That is a big number. But the key question is not whether the lithium is there. The key question is whether anyone can actually get it out, and on what timeline. And the answer right now is: not fast. No commercial-scale claystone lithium mine currently exists in the United States, and the economic feasibility of large-scale extraction at McDermitt is not yet proven. The process is more energy-intensive and water-intensive than conventional brine extraction, and may generate large volumes of tailings. Mining operations are tentatively discussed for 2026, but this is exploration-phase work. Production at meaningful scale is years out. Maybe many years.

So why is a CTO writing about a lithium deposit?

Because the real story underneath the AI story right now is not about models or tokens or agents. It is about electricity.

The Grid Constraint Nobody Is Talking About

Electricity demand in the United States is rising faster than the power grid, much of which was built decades ago, was designed to handle. Global power consumption by data centers is projected to grow from around 55 gigawatts to 84 gigawatts within the next two years, according to Goldman Sachs research. PJM Interconnection, the largest grid operator in the United States serving over 65 million people across 13 states, projects it will fall a full six gigawatts short of its reliability requirements by 2027.

That is not a theoretical problem. That is a constraint that is already shaping where data centers get built, what they cost to operate, and what AI compute costs downstream of those facilities. The heavy-machinery companies building data centers are facing years-long backlogs for critical components like natural gas turbines. Getting new power generation equipment connected to the U.S. grid can take more than a decade.

Let that timeline sink in. The AI industry is scaling compute demand on a curve measured in months, against an energy infrastructure that responds in years and decades.

The Dependency Chain

Follow the logic one layer deeper and the connection to enterprise AI becomes unavoidable. Each link in this chain constrains the next.

Lithium is the bottleneck for energy storage. Energy storage is the bottleneck for grid stability. Grid stability is the bottleneck for AI compute scaling. AI compute scaling is the bottleneck for the cost structure of every AI deployment your organization is planning for 2027, 2028, and beyond.

An editorial ink illustration of a stepped stone aqueduct where each narrowing channel, labeled LITHIUM, STORAGE, GRID, COMPUTE, and COST on carved stone markers, constrains the flow to the next, visualizing how each bottleneck in the chain constrains the next

If McDermitt delivers at scale, it could meaningfully change the cost structure of battery storage infrastructure, which could ease the grid constraint, which could make AI compute cheaper and more available over time. But "could" and "over time" are doing enormous amounts of work in that sentence. We are talking about a five-to-ten-year horizon before any of that materializes in a way that changes the economics of enterprise AI.

The lithium story is a "maybe this gets better eventually" story. It is not a "this changes things now" story.

What This Actually Means for Enterprise AI Adoption

Right now, venture capital money is subsidizing compute costs.

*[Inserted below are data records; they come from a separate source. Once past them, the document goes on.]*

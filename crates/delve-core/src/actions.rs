//! Queued actions and their execution against the world.
//!
//! Movement collision lives entirely in [`execute_action`]: a step into a
//! hostile, health-bearing blocker becomes a melee attack, a step into any
//! other blocker fails. There is no separate collision check.

use delve_logic::constants::{combat, costs};
use delve_logic::grid::{Delta, Point};
use log::{debug, info};
use serde::{Deserialize, Serialize};
use thiserror::Error;

use crate::components::{
    AiState, Attacker, BlocksMovement, Corpse, Health, Name, PathfindingState, Position, Viewshed,
};
use crate::world::{EntityId, GameWorld};

#[derive(Debug, Clone, Copy, PartialEq, Eq, Serialize, Deserialize)]
pub enum Action {
    /// One cardinal step.
    Move { dx: i32, dy: i32 },
    Attack { target: EntityId },
    Wait { cost: u64 },
}

impl Action {
    pub fn step(delta: Delta) -> Self {
        Action::Move {
            dx: delta.dx,
            dy: delta.dy,
        }
    }

    pub fn wait() -> Self {
        Action::Wait { cost: costs::WAIT }
    }

    /// Short pause after an attack.
    pub fn recover() -> Self {
        Action::Wait {
            cost: costs::RECOVERY,
        }
    }

    pub fn name(&self) -> &'static str {
        match self {
            Action::Move { .. } => "move",
            Action::Attack { .. } => "attack",
            Action::Wait { .. } => "wait",
        }
    }
}

#[derive(Debug, Clone, PartialEq, Eq, Error)]
pub enum ActionError {
    #[error("entity {0} does not exist")]
    MissingEntity(EntityId),
    #[error("entity {0} has no position")]
    NoPosition(EntityId),
    #[error("({dx}, {dy}) is not a single cardinal step")]
    InvalidStep { dx: i32, dy: i32 },
    #[error("{0} is outside the map")]
    OutOfBounds(Point),
    #[error("{0} is not walkable")]
    NotWalkable(Point),
    #[error("{at} is blocked by {by}")]
    Blocked { at: Point, by: EntityId },
    #[error("{0} cannot be attacked")]
    InvalidTarget(EntityId),
    #[error("{0} is out of reach")]
    OutOfReach(EntityId),
}

/// Only the player and non-players fight each other.
pub fn is_hostile(world: &GameWorld, a: EntityId, b: EntityId) -> bool {
    a != b && world.is_player(a) != world.is_player(b)
}

/// Execute `action` for `entity`, returning the game-time cost.
pub fn execute_action(
    world: &mut GameWorld,
    entity: EntityId,
    action: Action,
) -> Result<u64, ActionError> {
    if !world.entity_exists(entity) {
        return Err(ActionError::MissingEntity(entity));
    }
    match action {
        Action::Move { dx, dy } => move_or_bump(world, entity, Delta::new(dx, dy)),
        Action::Attack { target } => attack(world, entity, target),
        Action::Wait { cost } => Ok(cost),
    }
}

fn move_or_bump(world: &mut GameWorld, entity: EntityId, delta: Delta) -> Result<u64, ActionError> {
    let from = world
        .position(entity)
        .ok_or(ActionError::NoPosition(entity))?;
    if !delta.is_cardinal_step() {
        return Err(ActionError::InvalidStep {
            dx: delta.dx,
            dy: delta.dy,
        });
    }
    let to = from + delta;
    if !world.in_bounds(to) {
        return Err(ActionError::OutOfBounds(to));
    }
    if !world.is_walkable(to) {
        return Err(ActionError::NotWalkable(to));
    }

    if let Some(other) = world.blocker_at(to).filter(|&o| o != entity) {
        if is_hostile(world, entity, other) && world.has::<Health>(other) {
            return attack(world, entity, other);
        }
        return Err(ActionError::Blocked { at: to, by: other });
    }

    world.set(entity, Position::from(to));
    world.update::<Viewshed, _>(entity, |v| v.dirty = true);
    Ok(costs::MOVE)
}

fn attack(world: &mut GameWorld, attacker: EntityId, target: EntityId) -> Result<u64, ActionError> {
    if attacker == target || !world.has::<Health>(target) || !world.is_alive(target) {
        return Err(ActionError::InvalidTarget(target));
    }
    let from = world
        .position(attacker)
        .ok_or(ActionError::NoPosition(attacker))?;
    let at = world
        .position(target)
        .ok_or(ActionError::InvalidTarget(target))?;
    if !from.is_adjacent(at) {
        return Err(ActionError::OutOfReach(target));
    }

    let damage = world
        .get::<Attacker>(attacker)
        .map_or(combat::UNARMED_DAMAGE, |a| a.damage);
    let fatal = world
        .update::<Health, _>(target, |h| h.take_damage(damage))
        .unwrap_or(false);
    debug!("{} hits {} for {}", label(world, attacker), label(world, target), damage);

    if fatal {
        kill(world, target);
    }
    Ok(costs::ATTACK)
}

/// Turn `entity` into a corpse: it stops blocking, never acts again, and
/// loses its AI and path caches.
pub fn kill(world: &mut GameWorld, entity: EntityId) {
    info!("{} dies", label(world, entity));
    world.set(entity, Corpse);
    world.remove::<BlocksMovement>(entity);
    world.remove::<AiState>(entity);
    world.remove::<PathfindingState>(entity);
    world.clear_actions(entity);
}

pub(crate) fn label(world: &GameWorld, entity: EntityId) -> String {
    world
        .get::<Name>(entity)
        .map_or_else(|| entity.to_string(), |n| n.0)
}

#[cfg(test)]
mod tests {
    use super::*;
    use crate::components::{Actor, AiControlled};
    use crate::map::GameMap;
    use delve_logic::behavior::Archetype;

    fn arena() -> (GameWorld, EntityId) {
        let mut world = GameWorld::new(GameMap::bordered_room(7, 7));
        let player = world.spawn((
            Position::new(2, 2),
            Actor::new(),
            Health::new(10),
            Attacker { damage: 3 },
            BlocksMovement,
        ));
        world.set_player(player);
        (world, player)
    }

    fn monster(world: &mut GameWorld, at: Point, hp: i32) -> EntityId {
        world.spawn((
            Position::from(at),
            Actor::new(),
            Health::new(hp),
            BlocksMovement,
            AiControlled,
        ))
    }

    #[test]
    fn test_move_into_floor() {
        let (mut world, player) = arena();
        assert_eq!(
            execute_action(&mut world, player, Action::Move { dx: 1, dy: 0 }),
            Ok(costs::MOVE)
        );
        assert_eq!(world.position(player), Some(Point::new(3, 2)));
    }

    #[test]
    fn test_move_into_wall_fails() {
        let (mut world, player) = arena();
        world.set(player, Position::new(1, 1));
        assert_eq!(
            execute_action(&mut world, player, Action::Move { dx: -1, dy: 0 }),
            Err(ActionError::NotWalkable(Point::new(0, 1)))
        );
        assert_eq!(world.position(player), Some(Point::new(1, 1)));
    }

    #[test]
    fn test_diagonal_move_rejected() {
        let (mut world, player) = arena();
        assert_eq!(
            execute_action(&mut world, player, Action::Move { dx: 1, dy: 1 }),
            Err(ActionError::InvalidStep { dx: 1, dy: 1 })
        );
    }

    #[test]
    fn test_bump_into_hostile_attacks() {
        let (mut world, player) = arena();
        let orc = monster(&mut world, Point::new(3, 2), 5);
        assert_eq!(
            execute_action(&mut world, player, Action::Move { dx: 1, dy: 0 }),
            Ok(costs::ATTACK)
        );
        assert_eq!(world.position(player), Some(Point::new(2, 2)));
        assert_eq!(world.get::<Health>(orc).map(|h| h.current), Some(2));
    }

    #[test]
    fn test_bump_into_friendly_blocks() {
        let (mut world, _) = arena();
        let a = monster(&mut world, Point::new(4, 4), 5);
        let b = monster(&mut world, Point::new(5, 4), 5);
        assert_eq!(
            execute_action(&mut world, a, Action::Move { dx: 1, dy: 0 }),
            Err(ActionError::Blocked {
                at: Point::new(5, 4),
                by: b
            })
        );
    }

    #[test]
    fn test_killing_blow_leaves_corpse() {
        let (mut world, player) = arena();
        let rat = monster(&mut world, Point::new(2, 3), 3);
        world.add_action(rat, Action::wait());
        assert_eq!(
            execute_action(&mut world, player, Action::Attack { target: rat }),
            Ok(costs::ATTACK)
        );
        assert!(world.has::<Corpse>(rat));
        assert!(!world.has::<BlocksMovement>(rat));
        assert!(world.peek_next_action(rat).is_none());
        assert!(!world.is_alive(rat));

        // The cell is free again.
        assert_eq!(
            execute_action(&mut world, player, Action::Move { dx: 0, dy: 1 }),
            Ok(costs::MOVE)
        );
        assert_eq!(
            execute_action(&mut world, player, Action::Attack { target: rat }),
            Err(ActionError::InvalidTarget(rat))
        );
    }

    #[test]
    fn test_kill_drops_ai_and_path_caches() {
        let (mut world, _) = arena();
        let orc = monster(&mut world, Point::new(4, 4), 2);
        world.set(orc, AiState::for_archetype(Archetype::Hunter, Point::new(4, 4)));
        world.set(orc, PathfindingState::default());

        kill(&mut world, orc);
        assert!(world.has::<Corpse>(orc));
        assert!(!world.has::<AiState>(orc));
        assert!(!world.has::<PathfindingState>(orc));
    }

    #[test]
    fn test_attack_needs_adjacency() {
        let (mut world, player) = arena();
        let far = monster(&mut world, Point::new(5, 5), 3);
        assert_eq!(
            execute_action(&mut world, player, Action::Attack { target: far }),
            Err(ActionError::OutOfReach(far))
        );
    }

    #[test]
    fn test_unarmed_damage() {
        let (mut world, player) = arena();
        let a = monster(&mut world, Point::new(3, 2), 5);
        execute_action(&mut world, a, Action::Attack { target: player }).unwrap();
        assert_eq!(
            world.get::<Health>(player).map(|h| h.current),
            Some(10 - combat::UNARMED_DAMAGE)
        );
    }

    #[test]
    fn test_missing_entity() {
        let (mut world, _) = arena();
        let ghost = EntityId(u64::MAX);
        assert_eq!(
            execute_action(&mut world, ghost, Action::wait()),
            Err(ActionError::MissingEntity(ghost))
        );
    }
}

Enterprises can experiment with expensive AI workflows because the token costs are artificially low. The major AI providers are spending billions to capture market share, and they are passing those savings down to enterprise buyers in the form of pricing that does not reflect the true cost of the underlying infrastructure.

That window is not going to stay open forever. And the grid constraint suggests it may close from the supply side, not the demand side.

The current environment where AI experimentation is affordable is a temporary condition propped up by VC subsidies on one side and underpriced energy infrastructure on the other. Both of those supports have expiration dates.

This is the part where most analysts stop. They note the constraint, flag it as a risk, and move on. But for enterprises making AI adoption decisions today, the implication is concrete and urgent.

Organizations that do not move now, that do not build internal AI capability and organizational readiness while compute is relatively cheap and available, are going to find themselves in a fundamentally more expensive environment in 2028, 2029, 2030. The cost of running AI workloads is not guaranteed to keep falling. It may, in fact, start climbing as demand outstrips constrained supply. And the organizations that waited, that treated the current cost environment as permanent rather than as a window, will face the worst of both worlds: higher costs and lower organizational readiness.

The Question Your AI Roadmap Is Not Asking

Every enterprise AI readiness assessment I have seen evaluates the same dimensions: data maturity, talent, governance, organizational culture. Those matter. But nearly all of them share a blind spot that is about to become very expensive.

None of them ask whether the compute infrastructure will exist at a price point that makes your use cases viable in three years.

Think about that. A Fortune 500 company commissions a $200,000 AI readiness assessment, builds a three-year transformation roadmap around it, and nobody in the room asks: "What happens to our unit economics when the VC subsidies dry up and the grid cannot keep pace with demand?" That is like planning a cross-country road trip without checking whether gas stations will exist along the route.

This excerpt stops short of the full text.